**TASK TO CARRY OUT:** Nothing but the lines from the start of the entries through the line containing "pub trait ReportPort: Send" should appear in the answer, each given exactly.
── MATERIAL SHOWN
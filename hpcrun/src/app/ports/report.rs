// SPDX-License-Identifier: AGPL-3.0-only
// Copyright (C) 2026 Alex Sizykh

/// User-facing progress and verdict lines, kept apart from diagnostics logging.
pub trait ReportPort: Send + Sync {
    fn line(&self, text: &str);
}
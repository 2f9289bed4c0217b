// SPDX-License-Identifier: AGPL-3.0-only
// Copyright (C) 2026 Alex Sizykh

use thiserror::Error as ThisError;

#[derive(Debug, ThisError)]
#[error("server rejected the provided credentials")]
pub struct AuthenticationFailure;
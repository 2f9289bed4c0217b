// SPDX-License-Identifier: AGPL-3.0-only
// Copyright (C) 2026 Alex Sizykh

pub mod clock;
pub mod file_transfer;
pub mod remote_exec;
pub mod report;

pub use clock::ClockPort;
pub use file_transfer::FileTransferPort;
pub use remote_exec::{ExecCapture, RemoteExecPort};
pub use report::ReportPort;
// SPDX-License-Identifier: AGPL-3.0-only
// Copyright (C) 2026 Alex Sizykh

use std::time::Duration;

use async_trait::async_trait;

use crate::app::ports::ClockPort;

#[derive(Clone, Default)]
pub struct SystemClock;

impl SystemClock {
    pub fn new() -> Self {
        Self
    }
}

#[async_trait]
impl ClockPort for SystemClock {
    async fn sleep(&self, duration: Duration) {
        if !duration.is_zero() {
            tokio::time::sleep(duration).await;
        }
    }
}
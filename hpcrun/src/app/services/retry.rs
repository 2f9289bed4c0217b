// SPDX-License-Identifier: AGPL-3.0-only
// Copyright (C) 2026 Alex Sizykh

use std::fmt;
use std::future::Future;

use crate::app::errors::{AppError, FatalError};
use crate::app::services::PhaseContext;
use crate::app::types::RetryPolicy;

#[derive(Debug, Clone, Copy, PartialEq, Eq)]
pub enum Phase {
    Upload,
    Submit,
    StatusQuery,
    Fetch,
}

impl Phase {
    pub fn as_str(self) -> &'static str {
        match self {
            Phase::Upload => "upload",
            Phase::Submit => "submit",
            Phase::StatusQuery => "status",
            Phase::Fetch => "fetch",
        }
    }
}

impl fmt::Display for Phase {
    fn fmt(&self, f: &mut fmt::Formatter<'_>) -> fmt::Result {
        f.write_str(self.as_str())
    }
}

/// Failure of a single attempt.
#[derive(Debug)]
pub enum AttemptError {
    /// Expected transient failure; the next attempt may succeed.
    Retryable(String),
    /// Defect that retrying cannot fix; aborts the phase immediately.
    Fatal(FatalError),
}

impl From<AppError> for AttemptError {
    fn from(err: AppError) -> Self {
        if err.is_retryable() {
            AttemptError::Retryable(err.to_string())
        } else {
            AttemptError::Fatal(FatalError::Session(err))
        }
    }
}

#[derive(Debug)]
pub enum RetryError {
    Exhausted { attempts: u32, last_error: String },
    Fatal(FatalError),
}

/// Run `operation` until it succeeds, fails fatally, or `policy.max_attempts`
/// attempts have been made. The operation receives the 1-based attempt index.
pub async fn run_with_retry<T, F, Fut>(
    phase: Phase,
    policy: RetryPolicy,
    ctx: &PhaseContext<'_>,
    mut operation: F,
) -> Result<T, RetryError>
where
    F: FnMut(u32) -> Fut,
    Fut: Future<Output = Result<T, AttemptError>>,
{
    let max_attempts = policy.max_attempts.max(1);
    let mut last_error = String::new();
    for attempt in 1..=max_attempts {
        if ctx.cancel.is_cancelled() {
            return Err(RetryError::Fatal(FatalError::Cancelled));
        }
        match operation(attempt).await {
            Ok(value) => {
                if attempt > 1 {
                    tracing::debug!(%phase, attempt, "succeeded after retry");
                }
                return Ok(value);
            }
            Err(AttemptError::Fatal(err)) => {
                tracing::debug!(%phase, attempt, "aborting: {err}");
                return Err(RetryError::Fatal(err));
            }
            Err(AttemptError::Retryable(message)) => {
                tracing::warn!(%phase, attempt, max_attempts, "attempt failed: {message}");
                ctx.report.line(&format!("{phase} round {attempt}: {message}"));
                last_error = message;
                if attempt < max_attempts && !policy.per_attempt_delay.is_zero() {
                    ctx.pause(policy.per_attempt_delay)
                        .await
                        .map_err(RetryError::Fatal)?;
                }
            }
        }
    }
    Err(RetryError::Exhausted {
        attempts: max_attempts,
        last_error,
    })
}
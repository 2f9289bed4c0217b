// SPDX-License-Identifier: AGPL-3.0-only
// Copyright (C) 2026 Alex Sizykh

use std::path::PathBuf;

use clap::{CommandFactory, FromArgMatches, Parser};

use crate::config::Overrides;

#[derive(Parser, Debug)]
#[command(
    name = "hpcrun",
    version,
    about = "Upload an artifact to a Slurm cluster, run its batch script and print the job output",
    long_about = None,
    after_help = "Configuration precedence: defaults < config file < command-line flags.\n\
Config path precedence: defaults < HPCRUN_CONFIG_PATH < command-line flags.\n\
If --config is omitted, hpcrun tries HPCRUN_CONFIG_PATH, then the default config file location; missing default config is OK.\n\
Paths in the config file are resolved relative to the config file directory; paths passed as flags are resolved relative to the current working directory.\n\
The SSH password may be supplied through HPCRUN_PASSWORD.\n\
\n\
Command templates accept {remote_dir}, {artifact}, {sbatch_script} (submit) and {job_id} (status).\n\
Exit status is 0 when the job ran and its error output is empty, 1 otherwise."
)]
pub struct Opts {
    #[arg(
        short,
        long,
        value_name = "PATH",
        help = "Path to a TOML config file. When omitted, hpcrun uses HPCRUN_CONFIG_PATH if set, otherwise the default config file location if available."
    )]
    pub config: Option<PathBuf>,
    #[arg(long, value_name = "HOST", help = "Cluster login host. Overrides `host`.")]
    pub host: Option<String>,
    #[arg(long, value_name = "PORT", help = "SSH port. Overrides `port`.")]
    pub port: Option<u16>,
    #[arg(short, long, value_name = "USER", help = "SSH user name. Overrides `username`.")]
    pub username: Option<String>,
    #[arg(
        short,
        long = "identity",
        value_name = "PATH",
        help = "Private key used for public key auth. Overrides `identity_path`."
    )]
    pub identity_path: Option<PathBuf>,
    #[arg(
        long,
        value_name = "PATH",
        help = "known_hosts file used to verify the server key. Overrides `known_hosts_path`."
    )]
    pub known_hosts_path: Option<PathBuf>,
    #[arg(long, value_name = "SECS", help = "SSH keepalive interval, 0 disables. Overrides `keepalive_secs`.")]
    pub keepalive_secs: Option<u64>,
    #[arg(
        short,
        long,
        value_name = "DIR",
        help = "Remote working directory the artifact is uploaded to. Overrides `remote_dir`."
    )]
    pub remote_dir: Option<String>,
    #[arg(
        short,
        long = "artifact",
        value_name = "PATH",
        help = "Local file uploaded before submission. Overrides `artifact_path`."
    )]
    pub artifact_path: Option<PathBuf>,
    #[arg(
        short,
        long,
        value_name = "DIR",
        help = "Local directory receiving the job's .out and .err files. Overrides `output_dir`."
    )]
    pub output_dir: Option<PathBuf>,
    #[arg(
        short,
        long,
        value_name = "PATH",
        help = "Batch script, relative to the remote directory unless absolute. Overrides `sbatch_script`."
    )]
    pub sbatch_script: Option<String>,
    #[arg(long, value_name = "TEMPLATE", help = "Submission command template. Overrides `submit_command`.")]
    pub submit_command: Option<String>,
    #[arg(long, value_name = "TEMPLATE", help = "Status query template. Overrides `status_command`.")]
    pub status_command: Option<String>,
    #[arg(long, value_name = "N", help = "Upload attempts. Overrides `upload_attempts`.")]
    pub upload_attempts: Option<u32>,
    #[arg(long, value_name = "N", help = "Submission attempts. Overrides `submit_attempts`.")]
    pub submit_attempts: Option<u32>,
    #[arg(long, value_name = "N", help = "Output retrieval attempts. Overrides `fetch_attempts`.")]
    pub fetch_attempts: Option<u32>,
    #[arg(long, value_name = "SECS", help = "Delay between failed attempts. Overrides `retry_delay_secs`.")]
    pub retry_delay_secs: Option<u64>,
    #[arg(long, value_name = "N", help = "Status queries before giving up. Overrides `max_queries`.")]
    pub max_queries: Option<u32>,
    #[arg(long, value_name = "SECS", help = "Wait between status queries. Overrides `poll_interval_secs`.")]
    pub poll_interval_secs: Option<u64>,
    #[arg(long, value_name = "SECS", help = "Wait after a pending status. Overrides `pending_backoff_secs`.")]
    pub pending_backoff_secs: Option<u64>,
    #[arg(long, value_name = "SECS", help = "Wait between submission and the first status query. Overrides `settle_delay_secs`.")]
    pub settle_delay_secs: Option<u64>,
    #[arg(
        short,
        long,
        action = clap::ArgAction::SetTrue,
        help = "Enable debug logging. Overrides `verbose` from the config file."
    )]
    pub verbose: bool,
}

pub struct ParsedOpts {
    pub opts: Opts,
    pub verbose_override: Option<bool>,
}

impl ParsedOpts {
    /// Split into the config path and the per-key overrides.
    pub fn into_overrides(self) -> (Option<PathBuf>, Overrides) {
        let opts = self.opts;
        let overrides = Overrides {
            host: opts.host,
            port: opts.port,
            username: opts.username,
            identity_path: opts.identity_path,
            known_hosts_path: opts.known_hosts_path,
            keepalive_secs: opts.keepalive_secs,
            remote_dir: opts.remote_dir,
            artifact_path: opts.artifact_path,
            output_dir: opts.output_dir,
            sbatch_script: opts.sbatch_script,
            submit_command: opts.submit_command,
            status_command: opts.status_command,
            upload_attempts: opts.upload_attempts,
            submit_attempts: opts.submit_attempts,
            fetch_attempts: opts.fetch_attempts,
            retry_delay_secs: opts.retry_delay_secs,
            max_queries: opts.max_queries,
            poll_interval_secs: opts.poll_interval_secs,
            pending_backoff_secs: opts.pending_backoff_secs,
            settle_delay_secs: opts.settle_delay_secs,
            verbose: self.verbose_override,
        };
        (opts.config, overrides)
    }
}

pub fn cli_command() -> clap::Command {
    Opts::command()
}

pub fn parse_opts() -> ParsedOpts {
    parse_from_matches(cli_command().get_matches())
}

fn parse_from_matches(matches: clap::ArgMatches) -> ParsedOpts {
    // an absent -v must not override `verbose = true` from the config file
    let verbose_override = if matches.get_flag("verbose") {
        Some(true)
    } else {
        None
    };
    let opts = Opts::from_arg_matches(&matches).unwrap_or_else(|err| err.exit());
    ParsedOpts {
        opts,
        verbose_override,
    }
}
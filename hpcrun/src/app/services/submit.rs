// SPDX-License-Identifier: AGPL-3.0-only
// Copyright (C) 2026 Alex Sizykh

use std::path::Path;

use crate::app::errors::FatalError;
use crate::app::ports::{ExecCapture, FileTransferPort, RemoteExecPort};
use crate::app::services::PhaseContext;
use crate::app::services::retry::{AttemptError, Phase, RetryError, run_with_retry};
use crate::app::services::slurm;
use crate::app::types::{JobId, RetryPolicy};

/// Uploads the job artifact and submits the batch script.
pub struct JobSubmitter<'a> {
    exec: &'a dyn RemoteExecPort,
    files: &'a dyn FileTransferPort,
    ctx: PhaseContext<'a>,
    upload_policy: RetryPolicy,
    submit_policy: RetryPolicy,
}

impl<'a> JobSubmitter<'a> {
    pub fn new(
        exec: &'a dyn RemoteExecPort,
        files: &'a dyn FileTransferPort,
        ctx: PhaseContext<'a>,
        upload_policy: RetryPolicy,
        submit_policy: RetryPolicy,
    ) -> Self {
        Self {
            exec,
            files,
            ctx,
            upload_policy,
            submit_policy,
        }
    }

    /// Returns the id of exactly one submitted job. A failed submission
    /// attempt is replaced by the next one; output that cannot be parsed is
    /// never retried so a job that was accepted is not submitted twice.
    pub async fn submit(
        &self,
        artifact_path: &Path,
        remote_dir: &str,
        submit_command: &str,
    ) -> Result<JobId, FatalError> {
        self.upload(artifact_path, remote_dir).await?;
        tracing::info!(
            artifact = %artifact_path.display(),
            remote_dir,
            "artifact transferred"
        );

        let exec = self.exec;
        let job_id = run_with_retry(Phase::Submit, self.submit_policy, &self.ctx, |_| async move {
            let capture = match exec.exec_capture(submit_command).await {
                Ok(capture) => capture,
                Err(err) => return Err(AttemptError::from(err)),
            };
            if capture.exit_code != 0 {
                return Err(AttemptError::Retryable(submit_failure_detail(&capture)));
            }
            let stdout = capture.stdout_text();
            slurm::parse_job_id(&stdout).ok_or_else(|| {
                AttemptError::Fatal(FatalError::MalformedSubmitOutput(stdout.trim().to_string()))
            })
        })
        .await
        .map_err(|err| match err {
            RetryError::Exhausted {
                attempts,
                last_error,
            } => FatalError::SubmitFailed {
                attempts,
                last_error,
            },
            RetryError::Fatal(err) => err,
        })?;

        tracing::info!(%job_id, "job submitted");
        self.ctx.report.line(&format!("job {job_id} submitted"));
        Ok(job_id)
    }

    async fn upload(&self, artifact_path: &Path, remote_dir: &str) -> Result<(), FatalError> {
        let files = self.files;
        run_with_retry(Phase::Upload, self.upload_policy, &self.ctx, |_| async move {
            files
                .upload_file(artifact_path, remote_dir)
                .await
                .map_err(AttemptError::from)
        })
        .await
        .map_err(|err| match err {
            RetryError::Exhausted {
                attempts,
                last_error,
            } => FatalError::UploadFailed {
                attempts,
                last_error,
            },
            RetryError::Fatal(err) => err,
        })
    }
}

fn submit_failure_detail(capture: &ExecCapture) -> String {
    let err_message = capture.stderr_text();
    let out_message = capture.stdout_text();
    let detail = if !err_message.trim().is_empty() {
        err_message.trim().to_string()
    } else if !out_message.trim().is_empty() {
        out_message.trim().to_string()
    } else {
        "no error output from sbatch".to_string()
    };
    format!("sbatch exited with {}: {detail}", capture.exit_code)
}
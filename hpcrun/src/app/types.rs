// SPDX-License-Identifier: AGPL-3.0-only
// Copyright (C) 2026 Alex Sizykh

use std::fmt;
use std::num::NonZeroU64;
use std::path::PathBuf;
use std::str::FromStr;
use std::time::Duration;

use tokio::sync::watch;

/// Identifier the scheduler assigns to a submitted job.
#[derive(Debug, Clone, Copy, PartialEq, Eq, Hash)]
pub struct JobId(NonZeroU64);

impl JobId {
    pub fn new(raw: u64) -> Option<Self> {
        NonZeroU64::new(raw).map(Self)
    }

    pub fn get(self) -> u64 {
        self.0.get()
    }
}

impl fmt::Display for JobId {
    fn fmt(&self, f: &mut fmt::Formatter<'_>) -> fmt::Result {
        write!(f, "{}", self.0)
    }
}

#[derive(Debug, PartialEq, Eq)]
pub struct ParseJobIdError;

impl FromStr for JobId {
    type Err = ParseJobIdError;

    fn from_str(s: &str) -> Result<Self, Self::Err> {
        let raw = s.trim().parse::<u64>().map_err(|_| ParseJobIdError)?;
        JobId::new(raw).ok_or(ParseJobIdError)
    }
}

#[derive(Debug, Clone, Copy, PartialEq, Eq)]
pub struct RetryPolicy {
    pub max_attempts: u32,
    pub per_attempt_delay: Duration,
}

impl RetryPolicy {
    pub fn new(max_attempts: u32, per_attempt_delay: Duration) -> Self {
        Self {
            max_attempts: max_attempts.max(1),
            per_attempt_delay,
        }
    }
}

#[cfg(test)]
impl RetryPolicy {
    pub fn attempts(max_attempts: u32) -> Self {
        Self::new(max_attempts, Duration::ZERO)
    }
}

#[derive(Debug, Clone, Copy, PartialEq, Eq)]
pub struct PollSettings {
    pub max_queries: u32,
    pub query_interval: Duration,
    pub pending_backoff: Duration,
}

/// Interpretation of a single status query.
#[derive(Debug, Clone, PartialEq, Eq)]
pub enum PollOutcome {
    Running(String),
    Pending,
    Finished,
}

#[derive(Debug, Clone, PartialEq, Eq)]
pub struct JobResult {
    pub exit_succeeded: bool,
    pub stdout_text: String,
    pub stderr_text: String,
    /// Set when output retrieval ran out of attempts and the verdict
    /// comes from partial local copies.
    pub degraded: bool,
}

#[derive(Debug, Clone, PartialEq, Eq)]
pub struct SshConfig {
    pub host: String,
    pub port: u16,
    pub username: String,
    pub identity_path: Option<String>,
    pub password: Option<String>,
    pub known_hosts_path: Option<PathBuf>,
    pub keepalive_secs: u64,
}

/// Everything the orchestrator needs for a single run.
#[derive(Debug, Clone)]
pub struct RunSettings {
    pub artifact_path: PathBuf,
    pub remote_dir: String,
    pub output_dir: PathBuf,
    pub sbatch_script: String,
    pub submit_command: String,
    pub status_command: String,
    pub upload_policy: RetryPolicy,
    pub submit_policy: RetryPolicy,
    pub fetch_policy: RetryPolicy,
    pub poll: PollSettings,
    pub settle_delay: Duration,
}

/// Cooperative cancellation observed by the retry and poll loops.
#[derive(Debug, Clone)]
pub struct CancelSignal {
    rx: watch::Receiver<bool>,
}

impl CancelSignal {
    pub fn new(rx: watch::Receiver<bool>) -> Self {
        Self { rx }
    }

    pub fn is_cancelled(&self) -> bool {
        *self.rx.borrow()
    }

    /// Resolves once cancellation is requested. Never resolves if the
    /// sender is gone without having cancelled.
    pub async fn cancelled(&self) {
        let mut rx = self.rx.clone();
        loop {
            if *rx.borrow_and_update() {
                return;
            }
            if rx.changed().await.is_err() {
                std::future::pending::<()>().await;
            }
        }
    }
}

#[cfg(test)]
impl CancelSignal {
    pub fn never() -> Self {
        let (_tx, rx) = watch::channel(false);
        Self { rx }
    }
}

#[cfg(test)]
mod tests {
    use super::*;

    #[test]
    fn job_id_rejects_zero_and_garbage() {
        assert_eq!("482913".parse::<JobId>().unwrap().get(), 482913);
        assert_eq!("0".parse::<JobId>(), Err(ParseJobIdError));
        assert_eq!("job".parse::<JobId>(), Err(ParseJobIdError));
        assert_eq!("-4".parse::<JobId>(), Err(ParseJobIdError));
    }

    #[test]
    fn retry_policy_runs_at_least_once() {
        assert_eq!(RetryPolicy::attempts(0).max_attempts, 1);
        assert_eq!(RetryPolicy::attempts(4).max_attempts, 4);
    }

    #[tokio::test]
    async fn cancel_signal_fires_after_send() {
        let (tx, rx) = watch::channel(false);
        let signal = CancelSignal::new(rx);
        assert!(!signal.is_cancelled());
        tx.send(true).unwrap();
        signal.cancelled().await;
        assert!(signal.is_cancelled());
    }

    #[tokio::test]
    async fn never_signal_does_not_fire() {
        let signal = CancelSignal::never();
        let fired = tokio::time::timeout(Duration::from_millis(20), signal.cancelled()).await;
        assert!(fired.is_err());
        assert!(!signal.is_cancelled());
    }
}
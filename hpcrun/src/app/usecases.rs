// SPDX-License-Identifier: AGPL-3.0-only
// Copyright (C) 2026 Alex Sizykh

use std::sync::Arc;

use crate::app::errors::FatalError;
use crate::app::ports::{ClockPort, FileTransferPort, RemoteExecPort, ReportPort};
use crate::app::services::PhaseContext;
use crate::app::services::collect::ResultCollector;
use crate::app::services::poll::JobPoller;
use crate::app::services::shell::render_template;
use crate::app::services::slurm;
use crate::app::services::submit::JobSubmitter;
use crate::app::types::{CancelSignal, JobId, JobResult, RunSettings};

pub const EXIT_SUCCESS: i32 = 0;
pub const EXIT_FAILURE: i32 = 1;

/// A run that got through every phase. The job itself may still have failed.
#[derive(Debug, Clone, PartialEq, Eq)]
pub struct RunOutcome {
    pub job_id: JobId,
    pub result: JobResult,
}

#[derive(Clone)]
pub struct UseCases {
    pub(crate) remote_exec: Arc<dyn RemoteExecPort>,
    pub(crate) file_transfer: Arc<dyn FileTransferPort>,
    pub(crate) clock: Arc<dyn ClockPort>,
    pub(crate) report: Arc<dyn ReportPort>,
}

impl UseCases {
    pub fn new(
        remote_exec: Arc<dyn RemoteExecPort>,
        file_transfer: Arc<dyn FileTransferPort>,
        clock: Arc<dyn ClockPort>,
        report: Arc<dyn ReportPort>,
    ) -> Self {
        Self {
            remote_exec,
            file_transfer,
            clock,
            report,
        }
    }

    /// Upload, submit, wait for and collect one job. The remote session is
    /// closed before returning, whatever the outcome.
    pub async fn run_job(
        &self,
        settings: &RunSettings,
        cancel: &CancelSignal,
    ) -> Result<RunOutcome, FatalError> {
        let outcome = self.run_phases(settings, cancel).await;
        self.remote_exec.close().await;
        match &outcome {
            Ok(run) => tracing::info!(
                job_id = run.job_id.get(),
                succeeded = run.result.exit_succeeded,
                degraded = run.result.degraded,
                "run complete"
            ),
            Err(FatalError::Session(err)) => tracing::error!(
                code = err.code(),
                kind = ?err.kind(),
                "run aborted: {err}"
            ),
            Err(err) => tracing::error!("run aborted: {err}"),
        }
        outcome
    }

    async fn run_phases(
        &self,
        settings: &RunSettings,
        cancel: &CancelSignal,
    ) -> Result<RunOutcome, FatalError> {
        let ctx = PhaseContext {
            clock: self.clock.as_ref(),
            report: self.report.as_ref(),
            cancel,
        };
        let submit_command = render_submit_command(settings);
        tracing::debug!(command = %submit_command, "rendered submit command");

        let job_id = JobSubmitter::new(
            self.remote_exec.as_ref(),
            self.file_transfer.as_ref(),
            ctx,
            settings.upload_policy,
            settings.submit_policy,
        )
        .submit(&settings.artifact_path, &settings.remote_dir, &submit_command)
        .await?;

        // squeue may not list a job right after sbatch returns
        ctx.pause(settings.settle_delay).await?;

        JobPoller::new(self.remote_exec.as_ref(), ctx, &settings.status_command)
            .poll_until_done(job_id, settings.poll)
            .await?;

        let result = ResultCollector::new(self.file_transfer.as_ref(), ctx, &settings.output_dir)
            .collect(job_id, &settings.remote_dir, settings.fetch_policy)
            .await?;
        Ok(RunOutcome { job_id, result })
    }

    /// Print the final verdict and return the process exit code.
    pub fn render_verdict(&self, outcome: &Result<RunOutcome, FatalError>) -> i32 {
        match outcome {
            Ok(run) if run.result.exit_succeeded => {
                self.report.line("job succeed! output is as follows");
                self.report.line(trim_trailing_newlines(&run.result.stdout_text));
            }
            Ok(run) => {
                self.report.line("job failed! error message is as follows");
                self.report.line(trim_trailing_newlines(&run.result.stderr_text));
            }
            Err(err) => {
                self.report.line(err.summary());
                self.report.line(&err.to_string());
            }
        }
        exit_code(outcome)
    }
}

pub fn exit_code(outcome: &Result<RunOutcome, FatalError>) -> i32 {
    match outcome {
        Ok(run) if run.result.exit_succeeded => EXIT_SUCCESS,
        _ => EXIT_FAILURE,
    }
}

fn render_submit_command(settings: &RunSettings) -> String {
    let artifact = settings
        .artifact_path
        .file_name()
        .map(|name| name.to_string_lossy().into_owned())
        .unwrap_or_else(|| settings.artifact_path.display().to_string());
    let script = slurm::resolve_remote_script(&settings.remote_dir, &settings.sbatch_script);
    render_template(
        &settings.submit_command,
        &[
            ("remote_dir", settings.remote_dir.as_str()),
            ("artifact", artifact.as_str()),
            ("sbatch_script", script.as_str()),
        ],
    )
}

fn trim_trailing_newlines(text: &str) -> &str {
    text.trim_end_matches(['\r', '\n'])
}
────
**TASK RESPONSE:**
filename hpcrun/src/app/ports/report.rs
// SPDX-License-Identifier: AGPL-3.0-only
// Copyright (C) 2026 Alex Sizykh

/// User-facing progress and verdict lines, kept apart from diagnostics logging.
pub trait ReportPort: Send + Sync {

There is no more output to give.